Chapter 1: Introduction to Timeseries#
by Julien Emile-Geay, University of Southern California
Background#
Recall that a timeseries \(X(t)\) is an ordered data sequence, either continuous or discrete. On a computer, everything is discretized, so regardless of the original process, what we have is a discrete sequence \(X_1, \cdots, X_n\), with each \(X_i\) corresponding to times \(t_i\) in \(t_1, \cdots, t_n\).

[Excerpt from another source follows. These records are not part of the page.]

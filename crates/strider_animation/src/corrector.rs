//! Root Motion Corrector
//!
//! Removes drift from the translation curve of a designated root bone.
//!
//! # Overview
//!
//! In-place locomotion clips often carry sway or bob on the root bone that the
//! feet do not account for. The corrector measures the midpoint between the
//! two foot bones every frame, compares it with the rest-pose midpoint (the
//! *baseline*), and subtracts the masked difference from the root's
//! translation, re-expressed in the root's parent space.
//!
//! # Lifecycle
//!
//! 1. [`RootMotionCorrector::new`] creates an uninitialized corrector.
//! 2. [`RootMotionCorrector::init`] locates the bones, resolves ancestor
//!    chains and captures the baseline. On a bad skeleton the corrector stays
//!    uninitialized and every [`RootMotionCorrector::apply`] passes through.
//! 3. [`RootMotionCorrector::apply`] is called per clip and property.
//!
//! ```rust,ignore
//! let mut corrector = RootMotionCorrector::new(CorrectorConfig::enabled());
//! corrector.init(groups.clone(), &rest_pose).ok();
//! let clip = corrector.clip("walk");
//! match corrector.apply(&clip, "translation", curves, frame_count, "Armature/root")? {
//!     Correction::Replace(samples) => write_translation(samples),
//!     Correction::Passthrough => write_original(curves),
//! }
//! ```

use std::sync::Arc;

use glam::{Affine3A, Vec3};
use log::{debug, trace, warn};
use rustc_hash::FxHashMap;
use strider_core::{BonePath, CorrectionError, Result};

use crate::config::{AnchorSpace, AxisMask, CorrectorConfig};
use crate::group::CurveGroupSet;
use crate::hierarchy::{AncestorChain, BoneHierarchy};
use crate::property::{PropertyCurves, PropertyKind};
use crate::rest::RestPose;
use crate::sampler::{TransformSampler, try_inverse};

/// Timing of the clip being corrected.
#[derive(Debug, Clone, PartialEq)]
pub struct ClipInfo {
    pub name: String,
    pub frame_rate: f32,
}

impl ClipInfo {
    #[must_use]
    pub fn new(name: impl Into<String>, frame_rate: f32) -> Self {
        Self {
            name: name.into(),
            frame_rate,
        }
    }

    /// Time in seconds of frame `index`.
    #[inline]
    #[must_use]
    pub fn frame_time(&self, index: usize) -> f32 {
        index as f32 / self.frame_rate
    }

    /// Number of frames needed to cover `duration` seconds, both ends included.
    #[must_use]
    pub fn frame_count_for(&self, duration: f32) -> usize {
        if !self.has_valid_rate() || !duration.is_finite() || duration <= 0.0 {
            return 1;
        }
        (duration * self.frame_rate).round() as usize + 1
    }

    fn has_valid_rate(&self) -> bool {
        self.frame_rate.is_finite() && self.frame_rate > 0.0
    }
}

/// Result of [`RootMotionCorrector::apply`].
#[derive(Debug, Clone, PartialEq)]
pub enum Correction {
    /// Keep the original curves untouched.
    Passthrough,
    /// Replace the property with one sample per frame.
    Replace(Vec<Vec3>),
}

impl Correction {
    #[must_use]
    pub fn is_passthrough(&self) -> bool {
        matches!(self, Self::Passthrough)
    }

    #[must_use]
    pub fn samples(&self) -> Option<&[Vec3]> {
        match self {
            Self::Replace(samples) => Some(samples),
            Self::Passthrough => None,
        }
    }
}

/// A reference bone whose anchor-space position is tracked per frame.
#[derive(Debug, Clone)]
struct FootTrack {
    path: BonePath,
    /// Group index if the foot's translation is animated.
    translation: Option<usize>,
    chain: AncestorChain,
    /// Offset from the nearest rest-posed ancestor; stands in for missing
    /// translation keys.
    rest_local: Vec3,
    /// Rest position in anchor space.
    rest_anchor: Vec3,
}

impl FootTrack {
    fn position(&self, groups: &CurveGroupSet, sampler: &TransformSampler<'_>, time: f32) -> Vec3 {
        let local = self
            .translation
            .and_then(|idx| groups.by_index(idx))
            .and_then(|g| g.property(PropertyKind::Translation))
            .map(|curves| curves.sample_vec3(time));

        match local {
            Some(local) => sampler.compose_up(local, &self.chain, time),
            None if self.chain.is_animated() => {
                sampler.compose_up(self.rest_local, &self.chain, time)
            }
            None => self.rest_anchor,
        }
    }
}

/// Everything resolved by a successful `init`.
#[derive(Debug, Clone)]
struct Rig {
    groups: Arc<CurveGroupSet>,
    root: BonePath,
    /// Root's ancestors up to the anchor; empty when anchored at its parent.
    root_chain: AncestorChain,
    left: FootTrack,
    right: FootTrack,
    baseline: Vec3,
}

impl Rig {
    fn build(
        config: &CorrectorConfig,
        groups: Arc<CurveGroupSet>,
        rest: &RestPose,
    ) -> Result<Self> {
        let root = find_bone(rest, "root", &config.root_bone_name)?;
        let left = find_bone(rest, "left foot", &config.left_foot_name)?;
        let right = find_bone(rest, "right foot", &config.right_foot_name)?;

        let hierarchy = BoneHierarchy::with_rest(&groups, rest);

        let (boundary, root_chain, world_to_anchor) = match config.anchor {
            AnchorSpace::ExportRoot => (
                None,
                hierarchy.resolve_ancestors(root.as_str(), None)?,
                Affine3A::IDENTITY,
            ),
            AnchorSpace::RootParent => {
                let world_to_anchor = match rest.nearest_ancestor(&root) {
                    Some((parent, parent_world)) => try_inverse(parent_world).ok_or_else(|| {
                        CorrectionError::SingularTransform {
                            path: parent.to_string(),
                            time: 0.0,
                        }
                    })?,
                    None => Affine3A::IDENTITY,
                };
                (Some(root.as_str()), AncestorChain::empty(), world_to_anchor)
            }
        };

        let track = |path: BonePath| -> Result<FootTrack> {
            let chain = hierarchy.resolve_ancestors(path.as_str(), boundary)?;
            let translation = groups.index_of(path.as_str()).filter(|&idx| {
                groups
                    .by_index(idx)
                    .and_then(|g| g.property(PropertyKind::Translation))
                    .is_some_and(|c| !c.is_unanimated())
            });
            let rest_local = hierarchy
                .rest_local(path.as_str())?
                .map_or(Vec3::ZERO, |m| Vec3::from(m.translation));
            let rest_world = rest.position(path.as_str()).unwrap_or_default();
            Ok(FootTrack {
                rest_anchor: world_to_anchor.transform_point3(rest_world),
                path,
                translation,
                chain,
                rest_local,
            })
        };

        let left = track(left)?;
        let right = track(right)?;
        let baseline = (left.rest_anchor + right.rest_anchor) * 0.5;

        Ok(Self {
            groups,
            root,
            root_chain,
            left,
            right,
            baseline,
        })
    }

    fn correct_translation(
        &self,
        mask: AxisMask,
        clip: &ClipInfo,
        curves: &PropertyCurves,
        frame_count: usize,
    ) -> Result<Vec<Vec3>> {
        if frame_count == 0 {
            return Ok(Vec::new());
        }
        if !clip.has_valid_rate() {
            return Err(CorrectionError::InvalidFrameRate(clip.frame_rate));
        }

        let sampler = TransformSampler::new(&self.groups);
        let mut samples = Vec::with_capacity(frame_count);

        for i in 0..frame_count {
            let time = clip.frame_time(i);
            let local = curves.sample_vec3(time);

            let left = self.left.position(&self.groups, &sampler, time);
            let right = self.right.position(&self.groups, &sampler, time);
            let current = (left + right) * 0.5;
            let offset = mask.apply(current - self.baseline);
            trace!("{} frame {i}: drift offset {offset:?}", clip.name);

            if offset == Vec3::ZERO {
                samples.push(local);
                continue;
            }

            let anchored = sampler.compose_up(local, &self.root_chain, time);
            let corrected = sampler.compose_down(anchored - offset, &self.root_chain, time)?;
            samples.push(corrected);
        }

        Ok(samples)
    }
}

/// Finds the rest-posed bone whose last path segment is `name`.
///
/// Several matches resolve to the shallowest path, ties broken by path order.
fn find_bone(rest: &RestPose, role: &'static str, name: &str) -> Result<BonePath> {
    let mut matches: Vec<&BonePath> = rest.paths().filter(|p| p.name() == name).collect();
    matches.sort_by(|a, b| a.depth().cmp(&b.depth()).then_with(|| a.cmp(b)));

    let Some(&first) = matches.first() else {
        return Err(CorrectionError::MissingBone {
            role,
            name: name.to_string(),
        });
    };
    if matches.len() > 1 {
        warn!(
            "{} bones are named '{name}'; using '{first}' as the {role} bone",
            matches.len()
        );
    }
    Ok(first.clone())
}

#[derive(Debug, Clone)]
enum CorrectorState {
    Uninitialized,
    Ready(Box<Rig>),
}

/// Rewrites the root bone's translation curve to cancel foot-midpoint drift.
///
/// One instance serves one skeleton/clip pair. Instances share nothing
/// mutable, so clips can be corrected in parallel on separate instances.
#[derive(Debug, Clone)]
pub struct RootMotionCorrector {
    config: CorrectorConfig,
    state: CorrectorState,
}

impl RootMotionCorrector {
    #[must_use]
    pub fn new(config: CorrectorConfig) -> Self {
        Self {
            config,
            state: CorrectorState::Uninitialized,
        }
    }

    #[inline]
    #[must_use]
    pub fn config(&self) -> &CorrectorConfig {
        &self.config
    }

    #[must_use]
    pub fn is_ready(&self) -> bool {
        matches!(self.state, CorrectorState::Ready(_))
    }

    /// Rest midpoint of the feet in anchor space, once ready.
    #[must_use]
    pub fn baseline(&self) -> Option<Vec3> {
        self.rig().map(|rig| rig.baseline)
    }

    /// Path of the bone being corrected, once ready.
    #[must_use]
    pub fn root_path(&self) -> Option<&BonePath> {
        self.rig().map(|rig| &rig.root)
    }

    /// Clip timing using the configured frame rate.
    #[must_use]
    pub fn clip(&self, name: impl Into<String>) -> ClipInfo {
        ClipInfo::new(name, self.config.frame_rate)
    }

    fn rig(&self) -> Option<&Rig> {
        match &self.state {
            CorrectorState::Ready(rig) => Some(rig.as_ref()),
            CorrectorState::Uninitialized => None,
        }
    }

    /// Locates the root and foot bones and captures the baseline.
    ///
    /// Does nothing when correction is disabled. On error the corrector is
    /// left uninitialized, the problem is logged as a warning, and later
    /// `apply` calls pass through.
    pub fn init(&mut self, groups: Arc<CurveGroupSet>, rest: &RestPose) -> Result<()> {
        self.state = CorrectorState::Uninitialized;

        if !self.config.enabled {
            debug!("Root motion correction disabled; skipping init");
            return Ok(());
        }

        match Rig::build(&self.config, groups, rest) {
            Ok(rig) => {
                debug!(
                    "Root motion corrector ready: root '{}', feet '{}' / '{}', \
                     baseline {:?} ({:?}, chains {}/{}/{})",
                    rig.root,
                    rig.left.path,
                    rig.right.path,
                    rig.baseline,
                    self.config.anchor,
                    rig.root_chain.len(),
                    rig.left.chain.len(),
                    rig.right.chain.len(),
                );
                self.state = CorrectorState::Ready(Box::new(rig));
                Ok(())
            }
            Err(err) => {
                warn!("Root motion correction skipped: {err}");
                Err(err)
            }
        }
    }

    /// Corrects one property of one bone.
    ///
    /// Passes through unless the corrector is ready and `bone_path` is the
    /// root bone. Rotation and scale always pass through. Unknown property
    /// names and Euler angle curves are errors the caller must not ignore.
    pub fn apply(
        &self,
        clip: &ClipInfo,
        property: &str,
        curves: &PropertyCurves,
        frame_count: usize,
        bone_path: &str,
    ) -> Result<Correction> {
        if !self.config.enabled {
            return Ok(Correction::Passthrough);
        }
        let Some(rig) = self.rig() else {
            return Ok(Correction::Passthrough);
        };
        if bone_path != rig.root.as_str() {
            return Ok(Correction::Passthrough);
        }

        match PropertyKind::from_name(property)? {
            PropertyKind::Rotation | PropertyKind::Scale => Ok(Correction::Passthrough),
            PropertyKind::Translation => {
                if curves.kind() != PropertyKind::Translation {
                    return Err(CorrectionError::PropertyMismatch {
                        expected: PropertyKind::Translation.name(),
                        found: curves.kind().name(),
                    });
                }

                match rig.correct_translation(self.config.axis_mask(), clip, curves, frame_count) {
                    Ok(samples) => Ok(Correction::Replace(samples)),
                    Err(err) if err.is_recoverable() => {
                        warn!("Root motion correction skipped for clip '{}': {err}", clip.name);
                        Ok(Correction::Passthrough)
                    }
                    Err(err) => Err(err),
                }
            }
        }
    }

    /// Runs [`apply`](Self::apply) over every property of the initialized
    /// curve groups and returns the replaced translation arrays by bone path.
    pub fn correct_clip(
        &self,
        clip: &ClipInfo,
        frame_count: usize,
    ) -> Result<FxHashMap<BonePath, Vec<Vec3>>> {
        let mut replaced = FxHashMap::default();
        let Some(rig) = self.rig() else {
            return Ok(replaced);
        };

        for group in rig.groups.iter() {
            for curves in group.properties() {
                let correction = self.apply(
                    clip,
                    curves.kind().name(),
                    curves,
                    frame_count,
                    group.path.as_str(),
                )?;
                if let Correction::Replace(samples) = correction {
                    replaced.insert(group.path.clone(), samples);
                }
            }
        }

        debug!(
            "Clip '{}': {} translation curve(s) corrected over {frame_count} frame(s)",
            clip.name,
            replaced.len()
        );
        Ok(replaced)
    }
}
//! Root motion corrector tests
//!
//! Tests for:
//! - Axis masking and baseline neutrality, including offset ancestors
//! - Graceful degradation on incomplete skeletons
//! - Jump / sway scenarios in both anchor spaces
//! - Feet carried by animated ancestors
//! - Re-expression of the corrected point through rotated ancestors
//! - Property dispatch and contract errors

use std::f32::consts::FRAC_PI_2;
use std::sync::Arc;

use glam::{Quat, Vec3};
use strider::animation::{compose_up, sample_local};
use strider::prelude::*;
use strider::{PropertyKind, SampledTransform};

// ============================================================================
// Helper
// ============================================================================

const EPSILON: f32 = 1e-4;
const FPS: f32 = 30.0;

fn vec3_approx(a: Vec3, b: Vec3) -> bool {
    (a - b).abs().max_element() < EPSILON
}

fn linear(times: &[f32], values: &[f32]) -> Option<ChannelCurve> {
    Some(ChannelCurve::linear(times.to_vec(), values.to_vec()))
}

fn constant(value: f32) -> Option<ChannelCurve> {
    Some(ChannelCurve::constant(value))
}

/// `root → hips → foot_L, foot_R`, feet resting at ±0.2 on X relative to hips.
///
/// The root walks forward along +Z at 1 unit/s. Both feet rise together to
/// y = 0.1 by frame 5 (a jump) and stay there.
struct JumpRig {
    groups: Arc<CurveGroupSet>,
    rest: RestPose,
    root: String,
}

impl JumpRig {
    fn new(prefix: &str) -> Self {
        Self::build(prefix, None)
    }

    /// The same rig below an unanimated, rest-posed `Armature` node.
    fn under_armature(armature: SampledTransform) -> Self {
        Self::build("Armature/", Some(armature))
    }

    fn build(prefix: &str, armature: Option<SampledTransform>) -> Self {
        let path = |p: &str| format!("{prefix}{p}");
        let jump_time = 5.0 / FPS;

        let root = CurveGroup::new(path("root")).with(PropertyCurves::translation(
            constant(0.0),
            constant(0.0),
            linear(&[0.0, 1.0], &[0.0, 1.0]),
        ));
        let hips = CurveGroup::new(path("root/hips"))
            .with(PropertyCurves::rotation(None, None, None, constant(1.0)));
        let foot = |x: f32| {
            PropertyCurves::translation(
                constant(x),
                linear(&[0.0, jump_time, 1.0], &[0.0, 0.1, 0.1]),
                constant(0.0),
            )
        };
        let left = CurveGroup::new(path("root/hips/foot_L")).with(foot(-0.2));
        let right = CurveGroup::new(path("root/hips/foot_R")).with(foot(0.2));

        let mut locals = vec![
            (path("root"), SampledTransform::IDENTITY),
            (path("root/hips"), SampledTransform::IDENTITY),
            (path("root/hips/foot_L"), SampledTransform::from_translation(-0.2 * Vec3::X)),
            (path("root/hips/foot_R"), SampledTransform::from_translation(0.2 * Vec3::X)),
        ];
        if let Some(armature) = armature {
            locals.push(("Armature".to_string(), armature));
        }

        Self {
            groups: Arc::new([root, hips, left, right].into_iter().collect()),
            rest: RestPose::from_local(locals),
            root: path("root"),
        }
    }

    fn corrector(&self, config: CorrectorConfig) -> RootMotionCorrector {
        let mut corrector = RootMotionCorrector::new(config.with_frame_rate(FPS));
        corrector
            .init(self.groups.clone(), &self.rest)
            .expect("jump rig is a valid skeleton");
        corrector
    }

    fn root_translation(&self, root: &str) -> &PropertyCurves {
        self.groups.property(root, PropertyKind::Translation).unwrap()
    }

    fn correct(&self, config: CorrectorConfig, frames: usize) -> (Vec<Vec3>, Vec<Vec3>) {
        let corrector = self.corrector(config);
        let clip = corrector.clip("jump");
        let curves = self.root_translation(&self.root);
        let corrected = corrector
            .apply(&clip, "translation", curves, frames, &self.root)
            .unwrap();
        let original = (0..frames)
            .map(|i| curves.sample_vec3(clip.frame_time(i)))
            .collect();
        (corrected.samples().unwrap().to_vec(), original)
    }
}
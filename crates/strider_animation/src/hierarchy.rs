//! Bone hierarchy resolution.
//!
//! Paths are decomposed into a parent-linked tree once, when a corrector is
//! initialized. Ancestor chains are then walked by key hops instead of by
//! repeatedly stripping and re-hashing path strings.

use glam::Affine3A;
use rustc_hash::FxHashMap;
use slotmap::{SlotMap, new_key_type};
use smallvec::SmallVec;
use strider_core::{BonePath, CorrectionError, Result};

use crate::group::CurveGroupSet;
use crate::rest::RestPose;

new_key_type! {
    pub struct BoneKey;
}

/// One bone of the tree. Intermediate path prefixes get a node even when
/// they are neither animated nor rest-posed.
#[derive(Debug, Clone)]
struct BoneNode {
    path: BonePath,
    parent: Option<BoneKey>,
    /// Index into the [`CurveGroupSet`] if the bone is animated.
    group: Option<usize>,
    /// Rest transform relative to the nearest rest-posed ancestor.
    rest_local: Option<Result<Affine3A>>,
}

/// One step of an ancestor chain.
#[derive(Debug, Clone, PartialEq)]
pub enum ChainLink {
    /// Sampled from the curve group at this index.
    Animated(usize),
    /// Unanimated bone held at its rest-local transform.
    Rest { path: BonePath, local: Affine3A },
}

/// Transforms between a bone and its anchor, nearest parent first.
///
/// Bones that are neither animated nor rest-posed contribute identity and
/// are left out.
#[derive(Debug, Clone, Default, PartialEq)]
pub struct AncestorChain {
    links: SmallVec<[ChainLink; 8]>,
}

impl AncestorChain {
    #[must_use]
    pub fn empty() -> Self {
        Self::default()
    }

    #[must_use]
    pub fn len(&self) -> usize {
        self.links.len()
    }

    #[must_use]
    pub fn is_empty(&self) -> bool {
        self.links.is_empty()
    }

    #[must_use]
    pub fn links(&self) -> &[ChainLink] {
        &self.links
    }

    /// Curve-group indices of the animated links, nearest first.
    pub fn groups(&self) -> impl Iterator<Item = usize> + '_ {
        self.links.iter().filter_map(|link| match link {
            ChainLink::Animated(idx) => Some(*idx),
            ChainLink::Rest { .. } => None,
        })
    }

    /// Whether sampling the chain can give different results over time.
    #[must_use]
    pub fn is_animated(&self) -> bool {
        self.groups().next().is_some()
    }
}

#[derive(Debug, Clone, Default)]
pub struct BoneHierarchy {
    bones: SlotMap<BoneKey, BoneNode>,
    index: FxHashMap<BonePath, BoneKey>,
}

impl BoneHierarchy {
    /// Builds the tree from every animated path plus any extra paths.
    /// Unanimated bones carry no rest transform and drop out of chains.
    #[must_use]
    pub fn build<'a>(
        groups: &CurveGroupSet,
        extra: impl IntoIterator<Item = &'a BonePath>,
    ) -> Self {
        let mut hierarchy = Self::default();

        for group in groups.iter() {
            hierarchy.ensure(&group.path);
        }
        for path in extra {
            hierarchy.ensure(path);
        }
        for (_, node) in &mut hierarchy.bones {
            node.group = groups.index_of(node.path.as_str());
        }

        hierarchy
    }

    /// Builds the tree from the animated paths and the rest pose. Unanimated
    /// rest-posed bones stay in chains at their rest-local transform.
    #[must_use]
    pub fn with_rest(groups: &CurveGroupSet, rest: &RestPose) -> Self {
        let mut hierarchy = Self::build(groups, rest.paths());
        for (_, node) in &mut hierarchy.bones {
            node.rest_local = rest.local_transform(&node.path).transpose();
        }
        hierarchy
    }

    /// Inserts `path` and all of its prefixes, returning the key for `path`.
    fn ensure(&mut self, path: &BonePath) -> BoneKey {
        if let Some(&key) = self.index.get(path) {
            return key;
        }
        let parent = path.parent().map(|p| self.ensure(&p));
        let key = self.bones.insert(BoneNode {
            path: path.clone(),
            parent,
            group: None,
            rest_local: None,
        });
        self.index.insert(path.clone(), key);
        key
    }

    #[must_use]
    pub fn len(&self) -> usize {
        self.bones.len()
    }

    #[must_use]
    pub fn is_empty(&self) -> bool {
        self.bones.is_empty()
    }

    #[must_use]
    pub fn key(&self, path: &str) -> Option<BoneKey> {
        self.index.get(path).copied()
    }

    /// Rest transform of `path` relative to its nearest rest-posed ancestor,
    /// if the bone is rest-posed.
    pub fn rest_local(&self, path: &str) -> Result<Option<Affine3A>> {
        let key = self
            .key(path)
            .ok_or_else(|| CorrectionError::UnknownBone(path.to_string()))?;
        self.bones[key].rest_local.clone().transpose()
    }

    /// Collects the transforms above `path`, nearest parent first.
    ///
    /// With no boundary the walk runs to the top of the hierarchy. With a
    /// boundary the walk stops after the boundary bone, which is included, so
    /// the chain composes into the boundary's parent space. A boundary that
    /// is not an ancestor of `path` is an error.
    pub fn resolve_ancestors(&self, path: &str, boundary: Option<&str>) -> Result<AncestorChain> {
        let key = self
            .key(path)
            .ok_or_else(|| CorrectionError::UnknownBone(path.to_string()))?;

        let mut chain = AncestorChain::empty();
        let mut reached_boundary = boundary.is_none();
        let mut current = self.bones[key].parent;

        while let Some(key) = current {
            let node = &self.bones[key];
            match (node.group, &node.rest_local) {
                (Some(group), _) => chain.links.push(ChainLink::Animated(group)),
                (None, Some(Ok(local))) => chain.links.push(ChainLink::Rest {
                    path: node.path.clone(),
                    local: *local,
                }),
                (None, Some(Err(err))) => return Err(err.clone()),
                (None, None) => {}
            }
            if boundary == Some(node.path.as_str()) {
                reached_boundary = true;
                break;
            }
            current = node.parent;
        }

        if !reached_boundary {
            return Err(CorrectionError::OutsideAnchor {
                bone: path.to_string(),
                anchor: boundary.unwrap_or_default().to_string(),
            });
        }
        Ok(chain)
    }
}
use glam::{Quat, Vec3};
use smallvec::SmallVec;
use strider_core::{CorrectionError, Result};

use crate::curve::ChannelCurve;

/// Defines the animated property a set of channel curves drives.
#[derive(Debug, Clone, Copy, PartialEq, Eq, Hash)]
pub enum PropertyKind {
    Translation, // x, y, z
    Rotation,    // quaternion x, y, z, w
    Scale,       // x, y, z
}

impl PropertyKind {
    pub const ALL: [PropertyKind; 3] = [Self::Translation, Self::Rotation, Self::Scale];

    #[must_use]
    pub fn name(self) -> &'static str {
        match self {
            Self::Translation => "translation",
            Self::Rotation => "rotation",
            Self::Scale => "scale",
        }
    }

    #[must_use]
    pub fn channel_count(self) -> usize {
        match self {
            Self::Rotation => 4,
            Self::Translation | Self::Scale => 3,
        }
    }

    /// Channel values used where a channel has no curve.
    #[must_use]
    pub fn identity_channels(self) -> [f32; 4] {
        match self {
            Self::Translation => [0.0, 0.0, 0.0, 0.0],
            Self::Rotation => [0.0, 0.0, 0.0, 1.0],
            Self::Scale => [1.0, 1.0, 1.0, 0.0],
        }
    }

    /// Parses an exporter property name.
    ///
    /// Euler angle channels are rejected explicitly; anything else unknown is
    /// a contract violation.
    pub fn from_name(name: &str) -> Result<Self> {
        match name {
            "translation" => Ok(Self::Translation),
            "rotation" => Ok(Self::Rotation),
            "scale" => Ok(Self::Scale),
            "euler_angles" | "rotation_euler" => {
                Err(CorrectionError::EulerAnglesUnsupported(name.to_string()))
            }
            _ => Err(CorrectionError::UnsupportedProperty(name.to_string())),
        }
    }
}

/// The channel curves of one animated property.
///
/// Channels are positional (`x, y, z[, w]`); a `None` slot means that
/// channel was never animated and contributes its identity value.
#[derive(Debug, Clone, PartialEq)]
pub struct PropertyCurves {
    kind: PropertyKind,
    channels: SmallVec<[Option<ChannelCurve>; 4]>,
}

impl PropertyCurves {
    pub fn new(kind: PropertyKind, channels: Vec<Option<ChannelCurve>>) -> Result<Self> {
        if channels.len() != kind.channel_count() {
            return Err(CorrectionError::ChannelArity {
                property: kind.name(),
                expected: kind.channel_count(),
                found: channels.len(),
            });
        }
        Ok(Self {
            kind,
            channels: SmallVec::from_vec(channels),
        })
    }

    #[must_use]
    pub fn translation(
        x: Option<ChannelCurve>,
        y: Option<ChannelCurve>,
        z: Option<ChannelCurve>,
    ) -> Self {
        Self {
            kind: PropertyKind::Translation,
            channels: SmallVec::from_iter([x, y, z]),
        }
    }

    #[must_use]
    pub fn rotation(
        x: Option<ChannelCurve>,
        y: Option<ChannelCurve>,
        z: Option<ChannelCurve>,
        w: Option<ChannelCurve>,
    ) -> Self {
        Self {
            kind: PropertyKind::Rotation,
            channels: SmallVec::from_iter([x, y, z, w]),
        }
    }

    #[must_use]
    pub fn scale(
        x: Option<ChannelCurve>,
        y: Option<ChannelCurve>,
        z: Option<ChannelCurve>,
    ) -> Self {
        Self {
            kind: PropertyKind::Scale,
            channels: SmallVec::from_iter([x, y, z]),
        }
    }

    #[inline]
    #[must_use]
    pub fn kind(&self) -> PropertyKind {
        self.kind
    }

    #[must_use]
    pub fn channel(&self, index: usize) -> Option<&ChannelCurve> {
        self.channels.get(index).and_then(Option::as_ref)
    }

    /// True if no channel carries any keyframe.
    #[must_use]
    pub fn is_unanimated(&self) -> bool {
        self.channels
            .iter()
            .all(|c| c.as_ref().is_none_or(ChannelCurve::is_empty))
    }

    /// Latest keyframe time across all channels.
    #[must_use]
    pub fn end_time(&self) -> Option<f32> {
        self.channels
            .iter()
            .flatten()
            .filter_map(ChannelCurve::end_time)
            .reduce(f32::max)
    }

    /// Samples every channel, substituting identity values for absent ones.
    #[must_use]
    pub fn sample_channels(&self, time: f32) -> [f32; 4] {
        let mut out = self.kind.identity_channels();
        for (slot, curve) in out.iter_mut().zip(&self.channels) {
            if let Some(value) = curve.as_ref().and_then(|c| c.sample(time)) {
                *slot = value;
            }
        }
        out
    }

    #[must_use]
    pub fn sample_vec3(&self, time: f32) -> Vec3 {
        let [x, y, z, _] = self.sample_channels(time);
        Vec3::new(x, y, z)
    }

    /// Samples the quaternion and re-normalizes it.
    ///
    /// Channels are interpolated independently, so the raw sample is not
    /// unit length. Degenerate samples collapse to identity.
    #[must_use]
    pub fn sample_quat(&self, time: f32) -> Quat {
        let [x, y, z, w] = self.sample_channels(time);
        normalize_or_identity(Quat::from_xyzw(x, y, z, w))
    }
}

#[must_use]
pub fn normalize_or_identity(q: Quat) -> Quat {
    let len_sq = q.length_squared();
    if len_sq.is_finite() && len_sq > 1e-12 {
        q * len_sq.sqrt().recip()
    } else {
        Quat::IDENTITY
    }
}
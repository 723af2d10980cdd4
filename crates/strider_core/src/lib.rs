//! Foundational types shared by the Strider crates.

pub mod errors;
pub mod path;

pub use errors::{CorrectionError, Result};
pub use path::{BonePath, PATH_SEPARATOR};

In timeseries analysis, it is common to consider \(X(t)\) as the sum of one or more oscillatory, stationary components (or ``signals’’); a trend \(q(t)\), and noise \(\varepsilon_t\). The oscillatory components are often the reason we’re doing the analysis in the first place – it will tell us how big they are and what their frequency is.
Whether or not those oscillatory components are present, a trend is often present as well. In today’s world the word “trend” is so overused that it has lost all meaning. Here, it will refer to a slowly-evolving, non-stationary component that dominates the behavior of the timeseries. For instance: a linear increase or decrease; a sinusoidal component so slow that its period is not resolved by the dataset; a nonlinear trend like the exponential increase of the Keeling curve (see below).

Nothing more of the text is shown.